A recent randomized controlled trial examining the effects of vitamin D on muscle strength in young women showed no effect. The researchers, based out of the India Institute of Medical Sciences, used 60,000 IU/week for 8 weeks followed by 60,000 every two weeks for four more months. Mean 25(OH)D levels in the treatment group went from 9 to 30 ng/ml over the six months of the trial.
Goswami R, Vatsa M, Sreenivas V, Singh U, Gupta N, Lakshmy R, Aggarwal S, Ganapathy A, Joshi P, Bhatia H. Skeletal Muscle Strength in Young Asian Indian Females after Vitamin D and Calcium Supplementation: A Double-Blind Randomized Controlled Clinical Trial.
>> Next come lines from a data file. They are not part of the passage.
//! Element resize detection without a native resize signal
//!
//! Every observed element gets an invisible overlay of two scrollable panes
//! held at their maximum scroll offset. When the element's box changes, one
//! of the panes loses scroll range, the host clamps its offset and fires a
//! scroll event. A single scroll entry point per document turns those events
//! into size-change notifications:
//!
//! - **Dom**: the host document seam ([`Dom`], [`headless::HeadlessDom`])
//! - **Registry**: identity → ordered listeners ([`EventRegistry`])
//! - **Overlays**: mount and re-arm of the detector panes ([`overlay`])
//! - **Detector**: scroll-to-resize translation ([`SensorContext::handle_scroll`])
//! - **Sensors**: the public attach/detach/reset handle ([`ResizeSensor`])
//!
//! # Example
//!
//! ```rust
//! use std::cell::RefCell;
//! use std::rc::Rc;
//!
//! use resize_sensor::headless::HeadlessDom;
//! use resize_sensor::{Dom, ResizeSensor, SensorContext, Targets};
//!
//! let mut dom = HeadlessDom::new();
//! let card = dom.create_element("div").unwrap();
//! dom.set_size(&card, 100, 50);
//!
//! let ctx = SensorContext::new(dom);
//! let seen = Rc::new(RefCell::new(Vec::new()));
//! let sink = Rc::clone(&seen);
//! let _sensor = ResizeSensor::new(&ctx, Targets::One(card), move |_, _, info| {
//!     sink.borrow_mut().push((info.width, info.width_difference));
//! })
//! .unwrap();
//!
//! // The page layout changes the card's box
//! ctx.with_dom(|dom| dom.set_size(&card, 120, 50));
//! ctx.dispatch_pending().unwrap();
//!
//! assert_eq!(*seen.borrow(), vec![(120, 20)]);
//! ```

pub mod context;
pub mod detector;
pub mod dom;
pub mod error;
pub mod headless;
pub mod options;
pub mod overlay;
pub mod registry;
pub mod sensor;
pub mod style_probe;
pub mod targets;

pub use context::{SensorContext, SensorState, WeakSensorContext};
pub use detector::ScrollOutcome;
pub use dom::{has_class, BoxSize, Dom};
pub use error::{Result, SensorError};
pub use options::SensorOptions;
pub use overlay::{SensorId, SensorOverlay};
pub use registry::{
    ElementId, EventRegistry, ListenerList, ResizeCallback, ResizeInfo, ResizeListener,
    ScrollEvent,
};
pub use sensor::ResizeSensor;
pub use targets::Targets;
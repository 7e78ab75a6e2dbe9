//! Scroll-driven change detection
//!
//! Hosts deliver every scroll event of the document to
//! [`SensorContext::handle_scroll`]. Events whose target is not inside a
//! sensor overlay are ignored; for the rest the owning element's box is
//! compared with the size cached on its overlay:
//!
//! ```text
//! scroll on pane
//!     ↓ walk ancestors to the .resize-sensor container
//! overlay (resetting? → ignore)
//!     ↓ element offset size != cached size
//! fan-out to listeners (element, event, info)
//!     ↓
//! cache new size, re-arm panes
//! ```

use crate::context::{SensorContext, SensorState};
use crate::dom::{has_class, Dom};
use crate::error::Result;
use crate::overlay::{self, SensorId};
use crate::registry::{ResizeInfo, ScrollEvent};

/// What a scroll event amounted to
#[derive(Clone, Copy, Debug, PartialEq, Eq)]
pub enum ScrollOutcome {
    /// The target is not part of a live sensor overlay
    NotSensor,
    /// The scroll was caused by the sensor re-arming itself
    Suppressed,
    /// The element kept its size; the overlay was re-armed
    Unchanged,
    /// The element changed size and listeners were notified
    Resized(ResizeInfo),
}

/// Find the live overlay whose container encloses `target`
fn resolve_sensor<D: Dom>(state: &SensorState<D>, target: &D::Node) -> Option<SensorId> {
    let options = &state.options;
    let mut current = Some(target.clone());

    while let Some(node) = current {
        if has_class(&state.dom, &node, &options.sensor_class) {
            let raw = state.dom.attribute(&node, &options.sensor_attribute)?;
            let Ok(raw) = raw.parse::<u64>() else {
                tracing::warn!(value = %raw, "sensor container with malformed key");
                return None;
            };
            let sensor = SensorId::from_raw(raw);
            return state
                .overlays
                .get(sensor)
                .filter(|overlay| overlay.container == node)
                .map(|_| sensor);
        }
        current = state.dom.parent_element(&node);
    }

    None
}

impl<D: Dom> SensorContext<D> {
    /// Process one scroll event of the document
    ///
    /// Detection, notification and re-arm run to completion before this
    /// returns. A scroll delivered while the context is busy mounting or
    /// re-arming (synchronous hosts) is treated like any other
    /// self-induced scroll and ignored.
    pub fn handle_scroll(&self, event: &ScrollEvent<D::Node>) -> Result<ScrollOutcome> {
        let (sensor, element, info, listeners) = {
            let Ok(state) = self.state.try_borrow() else {
                tracing::trace!("scroll during sensor update, ignoring");
                return Ok(ScrollOutcome::Suppressed);
            };
            let Some(sensor) = resolve_sensor(&state, &event.target) else {
                return Ok(ScrollOutcome::NotSensor);
            };
            let overlay = &state.overlays[sensor];
            if overlay.resetting {
                tracing::trace!(identity = %overlay.identity, "scroll while re-arming, ignoring");
                return Ok(ScrollOutcome::Suppressed);
            }

            let current = state.dom.offset_size(&overlay.element);
            let last = overlay.last_size();
            let info = (current != last).then(|| ResizeInfo::between(last, current));
            let listeners = match info {
                Some(_) => state.registry.snapshot(overlay.identity),
                None => Default::default(),
            };
            (sensor, overlay.element.clone(), info, listeners)
        };

        if let Some(info) = &info {
            tracing::debug!(
                width = info.width,
                height = info.height,
                dw = info.width_difference,
                dh = info.height_difference,
                listeners = listeners.len(),
                "element resized"
            );
            for listener in &listeners {
                listener.invoke(&element, event, info);
            }
        }

        let mut guard = self.state.borrow_mut();
        let state = &mut *guard;
        // Listeners may have detached the element
        let Some(overlay) = state.overlays.get_mut(sensor) else {
            tracing::debug!("sensor detached during notification");
            return Ok(info.map_or(ScrollOutcome::Unchanged, ScrollOutcome::Resized));
        };
        if let Some(info) = &info {
            overlay.record_size(info.size());
        }
        overlay::rearm(&mut state.dom, overlay, state.options.expand_extent)?;

        Ok(info.map_or(ScrollOutcome::Unchanged, ScrollOutcome::Resized))
    }
}
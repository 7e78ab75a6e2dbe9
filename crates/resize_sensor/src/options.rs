//! Sensor configuration

/// Configuration shared by every sensor of a context
///
/// The defaults produce the markup
///
/// ```text
/// <resize-sensor class="resize-sensor" data-resize-sensor="…">
///     <div class="resize-sensor-detector resize-sensor-expand"><div/></div>
///     <div class="resize-sensor-detector resize-sensor-shrink"><div/></div>
/// </resize-sensor>
/// ```
#[derive(Debug, Clone, PartialEq, Eq)]
#[cfg_attr(
    feature = "serde",
    derive(serde::Serialize, serde::Deserialize),
    serde(default)
)]
pub struct SensorOptions {
    /// Tag name of the overlay container
    pub tag_name: String,
    /// Marker class on the overlay container; scroll delegation matches it
    pub sensor_class: String,
    /// Class shared by both detector panes
    pub detector_class: String,
    /// Class of the pane that detects growth
    pub expand_class: String,
    /// Class of the pane that detects shrinking
    pub shrink_class: String,
    /// Size in pixels of the expand pane's content and the re-arm scroll offset
    pub expand_extent: i32,
    /// Size of the shrink pane's content relative to the pane, in percent
    pub shrink_ratio: u32,
    /// Element attribute holding the element identity
    pub identity_attribute: String,
    /// Container attribute holding the sensor key
    pub sensor_attribute: String,
}

impl Default for SensorOptions {
    fn default() -> Self {
        Self {
            tag_name: "resize-sensor".to_string(),
            sensor_class: "resize-sensor".to_string(),
            detector_class: "resize-sensor-detector".to_string(),
            expand_class: "resize-sensor-expand".to_string(),
            shrink_class: "resize-sensor-shrink".to_string(),
            expand_extent: 100_000,
            shrink_ratio: 200,
            identity_attribute: "data-rs-guid".to_string(),
            sensor_attribute: "data-resize-sensor".to_string(),
        }
    }
}

impl SensorOptions {
    pub fn new() -> Self {
        Self::default()
    }

    /// Set the overlay container's tag name
    pub fn with_tag_name(mut self, tag_name: impl Into<String>) -> Self {
        self.tag_name = tag_name.into();
        self
    }

    /// Set the marker class used to recognize overlay containers
    pub fn with_sensor_class(mut self, class: impl Into<String>) -> Self {
        self.sensor_class = class.into();
        self
    }

    /// Set the expand pane extent in pixels
    pub fn with_expand_extent(mut self, extent: i32) -> Self {
        self.expand_extent = extent;
        self
    }

    /// Set the shrink pane's content ratio in percent
    pub fn with_shrink_ratio(mut self, percent: u32) -> Self {
        self.shrink_ratio = percent;
        self
    }

    /// Set the attribute used to store element identities
    pub fn with_identity_attribute(mut self, name: impl Into<String>) -> Self {
        self.identity_attribute = name.into();
        self
    }

    pub(crate) fn expand_pane_class(&self) -> String {
        format!("{} {}", self.detector_class, self.expand_class)
    }

    pub(crate) fn shrink_pane_class(&self) -> String {
        format!("{} {}", self.detector_class, self.shrink_class)
    }
}
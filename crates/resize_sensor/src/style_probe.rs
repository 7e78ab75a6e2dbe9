//! Effective style lookup
//!
//! Prefers the host's computed style and falls back to the inline style when
//! the host has no style engine or reports nothing for the property.

use crate::dom::Dom;

/// Effective value of a style property, or `None` if the host reports none
pub fn computed_style<D: Dom + ?Sized>(dom: &D, node: &D::Node, property: &str) -> Option<String> {
    dom.computed_style(node, property)
        .filter(|value| !value.trim().is_empty())
        .or_else(|| {
            dom.inline_style(node, property)
                .filter(|value| !value.trim().is_empty())
        })
}

/// Whether the node lays out with the initial `position: static`
///
/// An unreported position counts as static since that is the CSS initial
/// value.
pub fn is_statically_positioned<D: Dom + ?Sized>(dom: &D, node: &D::Node) -> bool {
    computed_style(dom, node, "position")
        .map_or(true, |position| position.trim().eq_ignore_ascii_case("static"))
}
J Clin Endocrinol Metab. 2012 Aug 17. [Epub ahead of print]
These results stand in contrast to the group’s first trial, where improvements in handgrip strength were noted in young men and women given 60,000 IU/week for 8 weeks followed by 60,000 IU/month for 4 months.
Gupta R, Sharma U, Gupta N, Kalaivani M, Singh U, Guleria R, Jagannathan NR, Goswami R. Effect of cholecalciferol and calcium supplementation on muscle strength and energy metabolism in vitamin D-deficient Asian Indians: a randomized, controlled trial. Clin Endocrinol (Oxf). 2010 Oct;73(4):445-51. doi: 10.1111/j.1365-2265.2010.03816.x.
The authors note that numerous studies show vitamin D helps muscle strength in the elderly with baseline levels less than 10 ng/ml and wondered why their two trials in young people had such different results. They noted that the first trial included men and women, while their second trial was all women. When they went back and reanalyzed their first trial by sex, they noted all the improvement in handgrip strength in their first trial occurred in the men, not in the women.
Dr. Ravinder Goswami, the senior author on the 2010 study and the lead author on the recent study, reasoned that vitamin D might improve muscle strength in males via raising testosterone levels. Remember that 3,300 IU/day of vitamin D for a year raised testosterone levels in healthy men by about 30% in a randomized controlled trial.
Pilz S, Frisch S, Koertke H, Kuhn J, Dreier J, Obermayer-Pietsch B, Wehr E, Zittermann A. Effect of vitamin D supplementation on testosterone levels in men. Horm Metab Res. 2011 Mar;43(3):223-5. Epub 2010 Dec 10.
I have two comments. The first is that all the athletic performance enhancement studies done by the Germans and Russians in the 1950s, which I wrote about in my book, used sunbeds, not vitamin D supplements. If sunlight or sunbeds induce this effect in athletes, but not supplements, this would explain why such strong associations were seen in muscle strength and 25(OH)D levels in a previous English trial, where 25(OH)D levels were ostensibly achieved by sunlight, not supplements.
Ward KA, Das G, Berry JL, Roberts SA, Rawer R, Adams JE, Mughal Z. Vitamin D status and muscle function in post-menarchal adolescent girls. J Clin Endocrinol Metab. 2009 Feb;94(2):559-63. Epub 2008 Nov 25.
Second, natural 25(OH)D levels were not achieved in either of Dr. Goswami’s trials, so we still don’t know if muscle strength in women would improve if levels of 50 ng/ml were achieved. However, cross-sectional studies of the elderly indicate most of the improvement in muscle strength occurs in raising levels from below 10 ng/ml to above 20 ng/ml, so if vitamin D supplements improve muscle strength in young women, I would have expected to see an effect.
We need a trial of sunshine or sunbeds to see if that improves muscle strength in young women.